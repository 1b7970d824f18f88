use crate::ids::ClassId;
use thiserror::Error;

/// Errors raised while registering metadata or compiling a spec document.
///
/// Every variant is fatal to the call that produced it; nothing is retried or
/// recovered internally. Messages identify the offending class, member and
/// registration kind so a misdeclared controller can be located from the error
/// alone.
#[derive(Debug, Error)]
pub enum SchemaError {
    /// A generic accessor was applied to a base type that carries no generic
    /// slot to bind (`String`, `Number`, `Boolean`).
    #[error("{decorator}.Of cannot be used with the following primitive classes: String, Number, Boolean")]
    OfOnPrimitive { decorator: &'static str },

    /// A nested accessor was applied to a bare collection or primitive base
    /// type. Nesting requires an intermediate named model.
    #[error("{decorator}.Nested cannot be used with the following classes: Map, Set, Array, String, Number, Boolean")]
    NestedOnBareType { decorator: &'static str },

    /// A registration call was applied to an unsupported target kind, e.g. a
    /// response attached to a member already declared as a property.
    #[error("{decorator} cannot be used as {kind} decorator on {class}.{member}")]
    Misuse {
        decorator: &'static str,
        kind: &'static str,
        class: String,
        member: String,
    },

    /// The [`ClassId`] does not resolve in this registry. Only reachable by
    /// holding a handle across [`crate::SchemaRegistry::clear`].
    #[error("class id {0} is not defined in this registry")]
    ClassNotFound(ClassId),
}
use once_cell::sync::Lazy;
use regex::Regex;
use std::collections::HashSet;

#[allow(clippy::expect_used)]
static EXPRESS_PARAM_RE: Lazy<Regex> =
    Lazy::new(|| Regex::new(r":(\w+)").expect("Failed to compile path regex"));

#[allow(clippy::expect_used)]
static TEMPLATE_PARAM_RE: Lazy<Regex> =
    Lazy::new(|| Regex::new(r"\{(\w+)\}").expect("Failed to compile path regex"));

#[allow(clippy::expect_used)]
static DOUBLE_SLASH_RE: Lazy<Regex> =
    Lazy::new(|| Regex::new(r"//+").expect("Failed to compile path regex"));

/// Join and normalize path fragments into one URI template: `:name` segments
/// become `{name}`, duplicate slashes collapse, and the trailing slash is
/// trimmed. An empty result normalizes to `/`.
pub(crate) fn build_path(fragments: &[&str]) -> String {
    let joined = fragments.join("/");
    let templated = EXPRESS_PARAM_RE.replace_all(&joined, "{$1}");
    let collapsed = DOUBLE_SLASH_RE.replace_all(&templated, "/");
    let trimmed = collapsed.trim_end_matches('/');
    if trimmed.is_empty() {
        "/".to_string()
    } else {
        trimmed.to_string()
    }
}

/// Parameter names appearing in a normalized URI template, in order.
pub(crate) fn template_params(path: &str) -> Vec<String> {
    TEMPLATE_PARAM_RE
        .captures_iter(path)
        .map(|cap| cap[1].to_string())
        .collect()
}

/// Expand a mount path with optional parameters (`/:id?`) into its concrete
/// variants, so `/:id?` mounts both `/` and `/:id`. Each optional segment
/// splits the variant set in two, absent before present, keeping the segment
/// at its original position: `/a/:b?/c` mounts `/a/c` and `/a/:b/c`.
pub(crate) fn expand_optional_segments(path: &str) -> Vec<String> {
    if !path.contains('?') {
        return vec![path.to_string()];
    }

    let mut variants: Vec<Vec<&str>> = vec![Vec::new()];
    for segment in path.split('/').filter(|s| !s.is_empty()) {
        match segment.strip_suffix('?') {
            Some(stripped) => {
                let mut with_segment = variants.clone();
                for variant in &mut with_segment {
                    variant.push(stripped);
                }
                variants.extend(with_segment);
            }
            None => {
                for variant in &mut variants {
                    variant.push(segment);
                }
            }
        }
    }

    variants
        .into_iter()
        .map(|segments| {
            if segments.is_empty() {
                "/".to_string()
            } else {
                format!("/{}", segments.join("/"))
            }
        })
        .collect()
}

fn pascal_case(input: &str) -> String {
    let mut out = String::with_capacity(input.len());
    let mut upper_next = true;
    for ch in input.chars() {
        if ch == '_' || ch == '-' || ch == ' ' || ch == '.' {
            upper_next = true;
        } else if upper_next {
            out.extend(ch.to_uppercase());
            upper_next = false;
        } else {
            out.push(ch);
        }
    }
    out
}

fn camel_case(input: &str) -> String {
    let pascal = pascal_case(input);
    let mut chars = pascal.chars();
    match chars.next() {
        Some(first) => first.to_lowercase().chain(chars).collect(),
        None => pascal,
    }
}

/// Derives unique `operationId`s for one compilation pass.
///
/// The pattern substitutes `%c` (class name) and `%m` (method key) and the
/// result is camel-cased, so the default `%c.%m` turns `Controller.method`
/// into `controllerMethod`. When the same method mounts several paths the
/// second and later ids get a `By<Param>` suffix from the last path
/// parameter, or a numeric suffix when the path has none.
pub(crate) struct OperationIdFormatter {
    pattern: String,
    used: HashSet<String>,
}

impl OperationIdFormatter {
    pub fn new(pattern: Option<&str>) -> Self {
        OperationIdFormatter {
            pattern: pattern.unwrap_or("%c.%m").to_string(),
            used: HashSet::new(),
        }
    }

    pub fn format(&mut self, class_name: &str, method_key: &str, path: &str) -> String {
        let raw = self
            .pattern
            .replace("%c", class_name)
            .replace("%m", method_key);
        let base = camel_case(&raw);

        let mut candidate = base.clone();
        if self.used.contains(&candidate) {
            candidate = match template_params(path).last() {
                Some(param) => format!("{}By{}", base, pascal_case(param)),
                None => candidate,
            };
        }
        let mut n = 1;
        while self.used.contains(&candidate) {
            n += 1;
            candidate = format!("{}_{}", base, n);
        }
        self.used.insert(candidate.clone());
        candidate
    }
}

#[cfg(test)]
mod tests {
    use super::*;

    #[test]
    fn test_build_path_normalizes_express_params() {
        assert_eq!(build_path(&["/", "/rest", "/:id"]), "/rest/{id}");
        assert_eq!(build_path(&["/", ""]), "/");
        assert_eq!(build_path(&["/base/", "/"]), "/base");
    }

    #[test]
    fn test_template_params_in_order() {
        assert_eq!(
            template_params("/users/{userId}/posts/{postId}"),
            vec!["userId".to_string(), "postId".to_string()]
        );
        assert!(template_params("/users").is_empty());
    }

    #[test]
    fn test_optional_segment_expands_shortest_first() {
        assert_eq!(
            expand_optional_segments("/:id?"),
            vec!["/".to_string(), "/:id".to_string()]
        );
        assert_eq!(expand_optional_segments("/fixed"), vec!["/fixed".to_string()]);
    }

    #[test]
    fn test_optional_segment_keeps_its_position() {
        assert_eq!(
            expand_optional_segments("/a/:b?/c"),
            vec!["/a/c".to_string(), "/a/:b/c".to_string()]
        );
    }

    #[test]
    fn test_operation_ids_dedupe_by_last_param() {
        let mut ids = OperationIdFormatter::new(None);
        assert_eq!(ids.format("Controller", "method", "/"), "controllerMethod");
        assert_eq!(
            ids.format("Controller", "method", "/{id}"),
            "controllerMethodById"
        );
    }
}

* * * * * * *

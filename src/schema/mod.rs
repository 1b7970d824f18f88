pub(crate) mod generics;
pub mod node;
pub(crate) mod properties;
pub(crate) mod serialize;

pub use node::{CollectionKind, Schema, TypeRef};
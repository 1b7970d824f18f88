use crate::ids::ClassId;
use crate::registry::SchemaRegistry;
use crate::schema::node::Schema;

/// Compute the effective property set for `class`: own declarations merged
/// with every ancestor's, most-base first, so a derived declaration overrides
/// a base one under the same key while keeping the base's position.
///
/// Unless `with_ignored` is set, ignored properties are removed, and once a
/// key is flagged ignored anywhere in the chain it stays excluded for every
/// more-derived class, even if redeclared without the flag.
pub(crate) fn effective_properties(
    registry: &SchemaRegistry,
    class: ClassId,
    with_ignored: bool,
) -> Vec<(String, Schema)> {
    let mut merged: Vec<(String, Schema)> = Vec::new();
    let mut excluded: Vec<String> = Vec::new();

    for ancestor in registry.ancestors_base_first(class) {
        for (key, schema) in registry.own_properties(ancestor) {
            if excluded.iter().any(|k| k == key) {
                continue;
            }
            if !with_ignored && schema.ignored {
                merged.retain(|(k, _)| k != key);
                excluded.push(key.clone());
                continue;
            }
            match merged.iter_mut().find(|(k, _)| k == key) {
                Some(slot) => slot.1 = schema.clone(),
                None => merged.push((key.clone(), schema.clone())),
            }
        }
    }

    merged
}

* * * * * * *

(What is required): After reading the records above, say how many lines hold the string "static", using only a number.

(Written answer): 7